Ich nehme mein Selbst zu mir, so wie es in den verschiedenen Stufen der Abhängigkeit von meinen Eltern geworden ist. Im Mutterleib war mein Selbst körperlich noch ganz bei der Mutter, in der Kindheit war mein Selbst emotional bei den Eltern und der Familie, in der Jugend ist es gedanklich immer noch dort, weil ich mir in Abgrenzung von ihnen meine Individualität erringen muss. Dabei helfe ich mir, indem ich ihnen z.B. vorwerfe, was sie an mir alles falsch gemacht oder mir Schutz und Nähe vorenthalten oder mir an Grenzüberschreitungen und Schmerzen zugefügt haben. Das Kind in mir hatte mit all diesen Empfindungen recht. Aber ich bin kein Kind mehr. Ich lebe in einer anderen Welt als das Kind, das ich war. Wenn mir aufgeht, dass all dies nicht nicht mehr nötig ist, weil ich ja nicht mehr von meinen Eltern abhängig bin, öffnet sich eine Tür zur Freiheit.

Auf der Schwelle jedoch bekomme ich möglicherweise sofort Schwierigkeiten mit den nächsten beiden Sätzen: „2. Ich lasse alles, was ich mit ihnen erlebt habe, zu mir gehören, genau so, wie es damals für mich war und ohne mir etwas anderes zu wünschen. 3. Ich lasse mich selbst als das Kind dieser Menschen so, wie ich mich jetzt vorfinde, ohne mich anders haben zu wollen.“ Wenn ich mein Selbst zu mir nehme, so wie es eben auf meinem Weg geworden ist, dann begegnet mir darin alles, was ich auf dem Weg mit meinen Eltern und von ihnen weg genossen und gelitten habe. Das Wesentliche meines Lebens mit ihnen taucht sozusagen als Echo noch einmal auf: die totale körperliche Abhängigkeit im Mutterleib, sozusagen mein körperliches, völlig unbewusstes Weltbild, die emotionale Abhängigkeit in der Kindheit, sozusagen mein gefühltes und weitgehend unbewusstes Weltbild und schließlich die gedankliche Abhängigkeit der Jugend, sozusagen mein bewusstes Weltbild. Manchmal geschieht das sehr machtvoll und krisenhaft, wie bei der ersten körperlichen Geburt. Die Schmerzen der Kindheit und Jugend melden sich. Sie wollen Aufmerksamkeit. Sie wollen gesehen werden.

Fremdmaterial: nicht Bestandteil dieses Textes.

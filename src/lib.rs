#[allow(non_snake_case)]
pub mod Examples;
#[allow(non_snake_case)]
pub mod Kinetics;
#[allow(non_snake_case)]
pub mod ReactorsIVP;
#[allow(non_snake_case)]
pub mod Utils;
pub mod cli;
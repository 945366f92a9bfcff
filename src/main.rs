use PlasmaNH3::cli::cli_main::run_interactive_menu;
use PlasmaNH3::cli::cli_plasma_ivp::run_task_file;
use simplelog::{ColorChoice, Config, LevelFilter, TermLogger, TerminalMode};
use std::env;
use std::process::ExitCode;

pub fn main() -> ExitCode {
    if TermLogger::init(
        LevelFilter::Info,
        Config::default(),
        TerminalMode::Mixed,
        ColorChoice::Auto,
    )
    .is_err()
    {
        eprintln!("logger already initialized");
    }
    let args: Vec<String> = env::args().collect();
    match args.get(1).map(String::as_str) {
        // PlasmaNH3 run task.txt
        Some("run") => match args.get(2) {
            Some(file) => match run_task_file(file) {
                Ok(()) => ExitCode::SUCCESS,
                Err(e) => {
                    eprintln!("Error: {}", e);
                    ExitCode::FAILURE
                }
            },
            None => {
                eprintln!("usage: PlasmaNH3 run <task file>");
                ExitCode::FAILURE
            }
        },
        Some(other) => {
            eprintln!("unknown command '{}'; usage: PlasmaNH3 [run <task file>]", other);
            ExitCode::FAILURE
        }
        None => {
            run_interactive_menu();
            ExitCode::SUCCESS
        }
    }
}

Alles, was ich von meinen Eltern an und in mir wiederfinde, begegnet mir sozusagen als unabänderliche Naturtatsache: Nase, Augen, Hände, die Ausstrahlung, Wesenszüge, Handlungsmuster usw. „Du bist ja wie dein Vater.“ Als junger Mann konnte man mir nichts Schlimmeres an den Kopf werfen. Als kleiner Junge noch war ich stolz darauf, der Sohn dieses Mannes zu sein. Im Mutterleib hatte ich mich ohne Widerspruch nach den Vorgaben seiner Gene gestaltet, ohne etwas davon zu ahnen. Heute habe ich das Vergnügen, diesen eigentümlich kraftvollen, sonderbar unbekümmerten und lebenszugewandten alten Mann neu kennen zu lernen. Noch lebt er.

Dies ist der zweite von vier Teilen.